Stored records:
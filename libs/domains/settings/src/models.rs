use serde::{Deserialize, Serialize};
use utoipa::ToSchema;
use validator::Validate;

/// Well-known `_id` of the single settings document.
pub const SETTINGS_ID: &str = "site";

pub const DEFAULT_HERO_IMAGE_URL: &str = "https://placehold.co/1920x1080";
pub const DEFAULT_WHATSAPP_NUMBER: &str = "1234567890";
pub const DEFAULT_HERO_TITLE: &str = "Honrando su Memoria con Amor";
pub const DEFAULT_HERO_SUBTITLE: &str =
    "Encuentra la ánfora perfecta para atesorar el recuerdo de tu fiel compañero.";
pub const DEFAULT_ADDRESS: &str = "123 Calle Falsa, Ciudad";
pub const DEFAULT_EMAIL: &str = "info@recuerdoseternos.com";

/// Storefront settings as stored in the `settings` collection.
#[derive(Debug, Clone, PartialEq, Serialize, Deserialize)]
pub struct SiteSettings {
    #[serde(rename = "_id")]
    pub id: String,
    #[serde(default)]
    pub hero_image_url: Option<String>,
    pub whatsapp_number: String,
    pub hero_title: String,
    pub hero_subtitle: String,
    pub address: String,
    pub email: String,
}

/// Settings as returned to the storefront client.
#[derive(Debug, Clone, PartialEq, Serialize, Deserialize, ToSchema)]
#[serde(rename_all = "camelCase")]
pub struct SettingsResponse {
    #[schema(example = "site")]
    pub id: String,
    #[schema(example = "https://placehold.co/1920x1080")]
    pub hero_image_url: Option<String>,
    #[schema(example = "1234567890")]
    pub whatsapp_number: String,
    pub hero_title: String,
    pub hero_subtitle: String,
    pub address: String,
    #[schema(example = "info@recuerdoseternos.com")]
    pub email: String,
}

/// DTO for partially updating the settings.
///
/// Absent and `null` fields are both left untouched.
#[derive(Debug, Clone, Default, Deserialize, Validate, ToSchema)]
#[serde(rename_all = "camelCase")]
pub struct UpdateSettings {
    #[validate(url)]
    pub hero_image_url: Option<String>,
    #[validate(length(min = 1))]
    pub whatsapp_number: Option<String>,
    #[validate(length(min = 1))]
    pub hero_title: Option<String>,
    #[validate(length(min = 1))]
    pub hero_subtitle: Option<String>,
    #[validate(length(min = 1))]
    pub address: Option<String>,
    #[validate(email)]
    pub email: Option<String>,
}

impl Default for SiteSettings {
    fn default() -> Self {
        Self {
            id: SETTINGS_ID.to_string(),
            hero_image_url: Some(DEFAULT_HERO_IMAGE_URL.to_string()),
            whatsapp_number: DEFAULT_WHATSAPP_NUMBER.to_string(),
            hero_title: DEFAULT_HERO_TITLE.to_string(),
            hero_subtitle: DEFAULT_HERO_SUBTITLE.to_string(),
            address: DEFAULT_ADDRESS.to_string(),
            email: DEFAULT_EMAIL.to_string(),
        }
    }
}

impl SiteSettings {
    /// Apply updates from UpdateSettings DTO
    pub fn apply_update(&mut self, update: UpdateSettings) {
        if let Some(url) = update.hero_image_url {
            self.hero_image_url = Some(url);
        }
        if let Some(number) = update.whatsapp_number {
            self.whatsapp_number = number;
        }
        if let Some(title) = update.hero_title {
            self.hero_title = title;
        }
        if let Some(subtitle) = update.hero_subtitle {
            self.hero_subtitle = subtitle;
        }
        if let Some(address) = update.address {
            self.address = address;
        }
        if let Some(email) = update.email {
            self.email = email;
        }
    }
}

impl UpdateSettings {
    /// True when no field would change.
    pub fn is_empty(&self) -> bool {
        self.hero_image_url.is_none()
            && self.whatsapp_number.is_none()
            && self.hero_title.is_none()
            && self.hero_subtitle.is_none()
            && self.address.is_none()
            && self.email.is_none()
    }
}

impl From<SiteSettings> for SettingsResponse {
    fn from(settings: SiteSettings) -> Self {
        Self {
            id: settings.id,
            hero_image_url: settings.hero_image_url,
            whatsapp_number: settings.whatsapp_number,
            hero_title: settings.hero_title,
            hero_subtitle: settings.hero_subtitle,
            address: settings.address,
            email: settings.email,
        }
    }
}

#[cfg(test)]
mod tests {
    use super::*;
    use serde_json::json;

    #[test]
    fn test_response_is_camel_case() {
        let value = serde_json::to_value(SettingsResponse::from(SiteSettings::default())).unwrap();

        assert_eq!(value["id"], "site");
        assert_eq!(value["heroTitle"], DEFAULT_HERO_TITLE);
        assert_eq!(value["whatsappNumber"], DEFAULT_WHATSAPP_NUMBER);
        assert_eq!(value["heroImageUrl"], DEFAULT_HERO_IMAGE_URL);
        assert!(value.get("hero_title").is_none());
    }

    #[test]
    fn test_update_reads_camel_case_and_ignores_nulls() {
        let update: UpdateSettings =
            serde_json::from_value(json!({"heroTitle": "Nuevo", "address": null})).unwrap();

        assert_eq!(update.hero_title.as_deref(), Some("Nuevo"));
        assert!(update.address.is_none());
        assert!(!update.is_empty());

        let empty: UpdateSettings = serde_json::from_value(json!({"email": null})).unwrap();
        assert!(empty.is_empty());
    }

    #[test]
    fn test_update_validation() {
        let bad_email = UpdateSettings {
            email: Some("not-an-email".into()),
            ..Default::default()
        };
        assert!(bad_email.validate().is_err());

        let bad_url = UpdateSettings {
            hero_image_url: Some("hero.jpg".into()),
            ..Default::default()
        };
        assert!(bad_url.validate().is_err());

        let blank_address = UpdateSettings {
            address: Some(String::new()),
            ..Default::default()
        };
        assert!(blank_address.validate().is_err());
    }

    #[test]
    fn test_required_text_fields_cannot_be_blanked() {
        let blank: UpdateSettings = serde_json::from_value(json!({
            "whatsappNumber": "",
            "heroTitle": "",
            "heroSubtitle": ""
        }))
        .unwrap();

        let errors = blank.validate().unwrap_err();
        let fields = errors.field_errors();
        for field in ["whatsapp_number", "hero_title", "hero_subtitle"] {
            assert!(fields.contains_key(field), "{field} accepted an empty value");
        }
    }

    #[test]
    fn test_apply_update_keeps_other_fields() {
        let mut settings = SiteSettings::default();
        settings.apply_update(UpdateSettings {
            whatsapp_number: Some("5550001111".into()),
            ..Default::default()
        });

        assert_eq!(settings.whatsapp_number, "5550001111");
        assert_eq!(settings.hero_title, DEFAULT_HERO_TITLE);
        assert_eq!(settings.id, SETTINGS_ID);
    }
}
//! # Axum Helpers
//!
//! Shared plumbing for the storefront's Axum services.
//!
//! ## Modules
//!
//! - **[`server`]**: Router assembly with OpenAPI UIs, health checks, graceful shutdown
//! - **[`http`]**: HTTP middleware (CORS, security headers)
//! - **[`errors`]**: `AppError` and structured error responses with error codes
//! - **[`extractors`]**: Custom extractors (ObjectId path, validated JSON)
//!
//! ## Quick Start
//!
//! ```ignore
//! use axum::Router;
//! use axum_helpers::{create_production_app, create_router, parse_origins};
//! use core_config::server::ServerConfig;
//! use utoipa::OpenApi;
//!
//! #[derive(OpenApi)]
//! #[openapi(paths())]
//! struct ApiDoc;
//!
//! #[tokio::main]
//! async fn main() -> Result<(), Box<dyn std::error::Error>> {
//!     let api_routes = Router::new(); // Add your routes
//!     let router = create_router::<ApiDoc>(api_routes, &parse_origins("http://localhost:3000"))?;
//!
//!     let config = ServerConfig::default();
//!     create_production_app(router, &config, std::time::Duration::from_secs(30), async {}).await?;
//!     Ok(())
//! }
//! ```

pub mod errors;
pub mod extractors;
pub mod http;
pub mod server;

pub use server::{
    HealthCheckFuture, HealthResponse, ShutdownCoordinator, create_production_app,
    create_router, health_router, run_health_checks, shutdown_signal,
};

pub use http::{create_cors_layer, parse_origins, security_headers};

pub use errors::{AppError, ErrorCode, ErrorResponse};

pub use extractors::{ObjectIdPath, ValidatedJson};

Exercise aim:
Provide only the count of lines in the data above that include the string "ServerConfig".

Task result:
2